Collection entries:
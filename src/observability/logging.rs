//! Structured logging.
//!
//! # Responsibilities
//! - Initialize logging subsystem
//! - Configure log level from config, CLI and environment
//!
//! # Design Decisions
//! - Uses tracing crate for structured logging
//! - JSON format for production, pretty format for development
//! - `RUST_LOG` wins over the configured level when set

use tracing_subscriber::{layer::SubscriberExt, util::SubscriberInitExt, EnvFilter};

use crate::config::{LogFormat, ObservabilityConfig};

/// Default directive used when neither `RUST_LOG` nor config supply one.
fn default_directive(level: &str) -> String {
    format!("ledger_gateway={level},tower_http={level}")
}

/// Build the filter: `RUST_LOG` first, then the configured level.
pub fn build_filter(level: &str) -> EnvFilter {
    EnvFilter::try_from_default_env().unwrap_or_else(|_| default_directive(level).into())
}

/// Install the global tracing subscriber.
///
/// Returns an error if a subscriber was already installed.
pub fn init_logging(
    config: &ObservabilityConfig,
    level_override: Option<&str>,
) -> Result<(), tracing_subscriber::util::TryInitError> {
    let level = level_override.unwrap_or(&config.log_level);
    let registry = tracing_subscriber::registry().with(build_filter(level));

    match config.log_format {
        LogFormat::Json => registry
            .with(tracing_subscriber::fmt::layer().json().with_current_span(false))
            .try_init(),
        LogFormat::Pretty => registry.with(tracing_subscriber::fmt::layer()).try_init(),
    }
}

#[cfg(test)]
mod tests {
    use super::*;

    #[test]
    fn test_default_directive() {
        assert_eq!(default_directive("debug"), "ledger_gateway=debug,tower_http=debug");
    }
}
==
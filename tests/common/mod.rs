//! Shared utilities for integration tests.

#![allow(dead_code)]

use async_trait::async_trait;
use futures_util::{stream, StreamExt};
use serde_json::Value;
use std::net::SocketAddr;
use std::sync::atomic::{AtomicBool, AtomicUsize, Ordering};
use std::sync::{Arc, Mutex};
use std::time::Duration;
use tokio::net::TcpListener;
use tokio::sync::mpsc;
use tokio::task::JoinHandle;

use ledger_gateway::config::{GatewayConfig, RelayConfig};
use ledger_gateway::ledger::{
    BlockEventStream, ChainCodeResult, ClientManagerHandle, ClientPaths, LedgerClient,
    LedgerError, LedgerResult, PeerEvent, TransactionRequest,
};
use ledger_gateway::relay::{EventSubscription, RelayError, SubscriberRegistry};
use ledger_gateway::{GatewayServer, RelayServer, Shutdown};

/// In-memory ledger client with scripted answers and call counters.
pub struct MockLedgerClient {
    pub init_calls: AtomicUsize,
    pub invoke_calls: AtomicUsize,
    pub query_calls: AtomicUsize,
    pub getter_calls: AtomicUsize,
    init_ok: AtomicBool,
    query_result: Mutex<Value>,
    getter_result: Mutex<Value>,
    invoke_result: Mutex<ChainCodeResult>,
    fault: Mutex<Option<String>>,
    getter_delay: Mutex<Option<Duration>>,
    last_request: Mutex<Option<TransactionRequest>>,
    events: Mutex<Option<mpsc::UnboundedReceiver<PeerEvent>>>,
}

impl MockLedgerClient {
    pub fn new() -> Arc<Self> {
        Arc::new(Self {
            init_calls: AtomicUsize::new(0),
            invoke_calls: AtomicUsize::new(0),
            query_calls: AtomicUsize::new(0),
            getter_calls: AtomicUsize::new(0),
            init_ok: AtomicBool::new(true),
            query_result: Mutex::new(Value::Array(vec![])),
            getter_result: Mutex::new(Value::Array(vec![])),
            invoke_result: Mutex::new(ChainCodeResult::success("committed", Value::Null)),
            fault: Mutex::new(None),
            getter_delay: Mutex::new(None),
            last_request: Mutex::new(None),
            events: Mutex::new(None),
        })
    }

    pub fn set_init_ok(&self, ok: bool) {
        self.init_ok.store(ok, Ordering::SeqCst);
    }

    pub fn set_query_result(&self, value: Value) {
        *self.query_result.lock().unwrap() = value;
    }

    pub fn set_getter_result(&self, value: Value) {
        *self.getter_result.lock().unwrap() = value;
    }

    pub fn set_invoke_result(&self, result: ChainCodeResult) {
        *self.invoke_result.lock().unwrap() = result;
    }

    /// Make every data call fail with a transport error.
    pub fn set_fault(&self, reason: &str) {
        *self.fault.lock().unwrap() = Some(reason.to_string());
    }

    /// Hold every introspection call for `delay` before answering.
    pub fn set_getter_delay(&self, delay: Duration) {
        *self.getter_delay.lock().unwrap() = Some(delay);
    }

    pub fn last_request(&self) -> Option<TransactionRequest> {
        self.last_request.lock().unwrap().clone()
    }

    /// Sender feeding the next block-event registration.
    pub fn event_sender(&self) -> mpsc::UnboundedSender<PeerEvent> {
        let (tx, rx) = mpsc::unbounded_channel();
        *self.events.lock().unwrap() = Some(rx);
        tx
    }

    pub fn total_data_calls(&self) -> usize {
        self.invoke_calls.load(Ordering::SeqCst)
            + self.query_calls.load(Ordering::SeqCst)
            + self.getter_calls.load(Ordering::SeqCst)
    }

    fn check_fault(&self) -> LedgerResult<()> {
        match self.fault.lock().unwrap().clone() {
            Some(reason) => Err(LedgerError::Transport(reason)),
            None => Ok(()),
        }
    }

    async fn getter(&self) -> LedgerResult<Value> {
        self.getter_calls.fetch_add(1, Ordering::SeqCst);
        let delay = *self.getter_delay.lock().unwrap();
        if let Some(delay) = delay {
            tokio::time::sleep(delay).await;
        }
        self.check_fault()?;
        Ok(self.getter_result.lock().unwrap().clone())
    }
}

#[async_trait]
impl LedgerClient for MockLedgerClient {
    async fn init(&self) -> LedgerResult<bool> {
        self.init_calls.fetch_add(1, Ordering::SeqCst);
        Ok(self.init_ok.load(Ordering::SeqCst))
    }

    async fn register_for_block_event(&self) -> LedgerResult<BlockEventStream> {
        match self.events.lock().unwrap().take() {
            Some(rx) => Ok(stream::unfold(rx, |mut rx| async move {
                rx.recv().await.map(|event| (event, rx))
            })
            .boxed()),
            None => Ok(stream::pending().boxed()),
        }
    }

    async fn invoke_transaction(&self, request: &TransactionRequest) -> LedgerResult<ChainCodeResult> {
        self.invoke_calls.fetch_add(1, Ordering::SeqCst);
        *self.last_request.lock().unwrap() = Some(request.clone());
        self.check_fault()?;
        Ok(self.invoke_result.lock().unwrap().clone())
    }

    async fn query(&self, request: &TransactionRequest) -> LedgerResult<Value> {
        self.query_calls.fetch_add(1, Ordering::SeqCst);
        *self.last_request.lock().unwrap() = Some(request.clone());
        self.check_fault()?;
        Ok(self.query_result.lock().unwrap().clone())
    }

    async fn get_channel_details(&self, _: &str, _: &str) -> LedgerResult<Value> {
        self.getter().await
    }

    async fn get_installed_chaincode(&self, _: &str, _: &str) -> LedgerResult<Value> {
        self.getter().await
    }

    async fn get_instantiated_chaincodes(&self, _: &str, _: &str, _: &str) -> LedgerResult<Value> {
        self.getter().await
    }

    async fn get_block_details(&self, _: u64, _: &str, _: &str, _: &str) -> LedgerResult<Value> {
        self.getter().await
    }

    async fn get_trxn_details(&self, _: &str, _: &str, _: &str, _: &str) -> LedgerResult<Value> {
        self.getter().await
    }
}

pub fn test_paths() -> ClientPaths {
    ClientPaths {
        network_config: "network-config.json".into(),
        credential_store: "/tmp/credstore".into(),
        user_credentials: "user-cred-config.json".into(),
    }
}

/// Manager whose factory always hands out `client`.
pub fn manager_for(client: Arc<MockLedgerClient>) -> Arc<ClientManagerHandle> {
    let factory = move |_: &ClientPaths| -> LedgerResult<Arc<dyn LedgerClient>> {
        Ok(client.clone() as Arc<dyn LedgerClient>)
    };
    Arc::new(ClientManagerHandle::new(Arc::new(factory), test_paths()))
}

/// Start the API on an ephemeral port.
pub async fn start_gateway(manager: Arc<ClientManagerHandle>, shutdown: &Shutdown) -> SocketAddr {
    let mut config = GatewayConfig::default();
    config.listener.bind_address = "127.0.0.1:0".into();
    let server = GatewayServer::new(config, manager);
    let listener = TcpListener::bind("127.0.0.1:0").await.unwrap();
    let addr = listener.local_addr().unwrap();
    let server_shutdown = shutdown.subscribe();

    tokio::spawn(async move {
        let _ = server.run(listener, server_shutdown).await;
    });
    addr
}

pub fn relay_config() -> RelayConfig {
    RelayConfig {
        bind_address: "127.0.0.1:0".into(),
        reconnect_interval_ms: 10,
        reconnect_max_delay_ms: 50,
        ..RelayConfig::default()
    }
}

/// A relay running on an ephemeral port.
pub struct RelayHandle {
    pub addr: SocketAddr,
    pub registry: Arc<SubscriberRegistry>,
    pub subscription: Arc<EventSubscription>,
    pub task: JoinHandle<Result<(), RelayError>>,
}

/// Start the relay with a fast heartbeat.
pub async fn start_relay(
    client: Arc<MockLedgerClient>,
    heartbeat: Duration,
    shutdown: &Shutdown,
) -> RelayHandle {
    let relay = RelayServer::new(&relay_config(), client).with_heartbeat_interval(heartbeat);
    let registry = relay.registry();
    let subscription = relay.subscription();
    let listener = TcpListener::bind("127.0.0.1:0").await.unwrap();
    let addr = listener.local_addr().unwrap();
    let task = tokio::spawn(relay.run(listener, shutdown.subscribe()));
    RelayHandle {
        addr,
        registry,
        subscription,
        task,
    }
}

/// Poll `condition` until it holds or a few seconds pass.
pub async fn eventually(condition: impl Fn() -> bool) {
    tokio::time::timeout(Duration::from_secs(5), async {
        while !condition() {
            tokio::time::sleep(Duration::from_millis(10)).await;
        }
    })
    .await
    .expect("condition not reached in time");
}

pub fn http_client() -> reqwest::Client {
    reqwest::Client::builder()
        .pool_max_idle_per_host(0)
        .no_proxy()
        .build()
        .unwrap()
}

Work instructions:
Of all the entries above, how many lines contain "Ordering"? Give the number alone.

Task solution:
10